- Opening Delimiter -

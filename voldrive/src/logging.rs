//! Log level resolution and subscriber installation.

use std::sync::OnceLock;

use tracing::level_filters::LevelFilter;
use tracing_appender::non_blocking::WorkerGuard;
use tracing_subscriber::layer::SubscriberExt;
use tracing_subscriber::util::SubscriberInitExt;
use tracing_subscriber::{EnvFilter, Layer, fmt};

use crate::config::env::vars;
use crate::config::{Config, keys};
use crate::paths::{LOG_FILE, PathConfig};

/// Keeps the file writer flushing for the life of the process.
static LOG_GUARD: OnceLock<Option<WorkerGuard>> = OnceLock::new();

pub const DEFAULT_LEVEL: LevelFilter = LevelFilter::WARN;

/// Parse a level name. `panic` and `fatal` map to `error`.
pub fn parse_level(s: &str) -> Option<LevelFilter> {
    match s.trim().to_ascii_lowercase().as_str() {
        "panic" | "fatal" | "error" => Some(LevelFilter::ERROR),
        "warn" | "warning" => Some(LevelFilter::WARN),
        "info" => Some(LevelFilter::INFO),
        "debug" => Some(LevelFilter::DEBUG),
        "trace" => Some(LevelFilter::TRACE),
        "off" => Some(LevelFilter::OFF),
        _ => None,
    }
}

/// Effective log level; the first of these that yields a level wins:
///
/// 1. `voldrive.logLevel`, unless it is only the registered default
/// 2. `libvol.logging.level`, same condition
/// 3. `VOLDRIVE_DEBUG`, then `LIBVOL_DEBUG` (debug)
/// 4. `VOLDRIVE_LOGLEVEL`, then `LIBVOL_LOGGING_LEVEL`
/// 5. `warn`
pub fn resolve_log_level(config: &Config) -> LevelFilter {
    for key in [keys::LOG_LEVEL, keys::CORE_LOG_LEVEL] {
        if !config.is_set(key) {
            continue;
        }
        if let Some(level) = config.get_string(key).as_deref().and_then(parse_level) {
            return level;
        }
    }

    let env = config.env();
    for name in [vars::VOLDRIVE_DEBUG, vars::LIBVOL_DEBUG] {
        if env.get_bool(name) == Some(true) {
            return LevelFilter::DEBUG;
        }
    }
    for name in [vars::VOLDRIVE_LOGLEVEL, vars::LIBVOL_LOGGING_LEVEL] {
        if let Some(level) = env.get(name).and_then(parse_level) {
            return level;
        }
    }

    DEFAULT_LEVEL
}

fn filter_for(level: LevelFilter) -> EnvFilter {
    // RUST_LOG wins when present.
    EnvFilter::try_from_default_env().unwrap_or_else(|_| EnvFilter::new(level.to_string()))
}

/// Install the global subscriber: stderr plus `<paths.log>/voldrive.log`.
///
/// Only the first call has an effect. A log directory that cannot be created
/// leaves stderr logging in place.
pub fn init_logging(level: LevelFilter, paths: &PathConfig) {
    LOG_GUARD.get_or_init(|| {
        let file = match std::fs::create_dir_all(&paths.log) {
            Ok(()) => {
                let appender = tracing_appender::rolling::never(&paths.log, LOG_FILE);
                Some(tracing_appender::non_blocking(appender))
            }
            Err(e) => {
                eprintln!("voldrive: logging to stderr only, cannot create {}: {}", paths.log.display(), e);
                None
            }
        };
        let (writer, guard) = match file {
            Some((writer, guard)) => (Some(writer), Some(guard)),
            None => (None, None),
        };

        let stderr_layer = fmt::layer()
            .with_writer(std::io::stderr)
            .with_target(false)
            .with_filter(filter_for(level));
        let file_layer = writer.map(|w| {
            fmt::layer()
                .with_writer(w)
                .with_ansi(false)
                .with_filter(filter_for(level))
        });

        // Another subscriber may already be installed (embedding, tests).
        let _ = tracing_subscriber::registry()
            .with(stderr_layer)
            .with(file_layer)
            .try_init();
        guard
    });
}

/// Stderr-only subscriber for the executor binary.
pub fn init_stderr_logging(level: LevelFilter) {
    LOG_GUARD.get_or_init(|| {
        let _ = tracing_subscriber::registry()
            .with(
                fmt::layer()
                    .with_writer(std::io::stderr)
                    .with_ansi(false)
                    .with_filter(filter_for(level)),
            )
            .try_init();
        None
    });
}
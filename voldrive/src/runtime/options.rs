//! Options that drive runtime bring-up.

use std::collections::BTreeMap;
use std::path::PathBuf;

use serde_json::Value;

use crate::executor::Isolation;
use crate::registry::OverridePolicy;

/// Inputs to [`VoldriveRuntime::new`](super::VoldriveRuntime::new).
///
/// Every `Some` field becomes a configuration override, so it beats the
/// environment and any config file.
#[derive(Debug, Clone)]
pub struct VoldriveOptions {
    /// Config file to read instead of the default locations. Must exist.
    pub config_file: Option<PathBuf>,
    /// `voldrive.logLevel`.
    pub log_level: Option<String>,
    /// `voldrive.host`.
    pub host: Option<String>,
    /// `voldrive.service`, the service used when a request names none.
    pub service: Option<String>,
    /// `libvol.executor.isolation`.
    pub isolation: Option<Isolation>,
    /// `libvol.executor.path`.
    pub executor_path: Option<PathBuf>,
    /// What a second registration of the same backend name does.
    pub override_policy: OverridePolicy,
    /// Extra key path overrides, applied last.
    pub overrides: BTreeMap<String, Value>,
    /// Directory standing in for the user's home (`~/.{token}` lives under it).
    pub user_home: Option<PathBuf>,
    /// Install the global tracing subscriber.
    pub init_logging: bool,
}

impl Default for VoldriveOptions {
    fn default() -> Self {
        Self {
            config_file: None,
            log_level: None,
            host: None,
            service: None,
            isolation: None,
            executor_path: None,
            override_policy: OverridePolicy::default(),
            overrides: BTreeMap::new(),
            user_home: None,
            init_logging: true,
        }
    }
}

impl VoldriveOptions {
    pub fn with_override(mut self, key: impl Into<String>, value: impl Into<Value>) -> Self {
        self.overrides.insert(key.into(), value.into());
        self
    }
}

- Closing Delimiter -

▸ Required work
Within the listing above, find every line containing the string "error" and return it.

▸ Written answer
/// Parse a level name. `panic` and `fatal` map to `error`.
        "panic" | "fatal" | "error" => Some(LevelFilter::ERROR),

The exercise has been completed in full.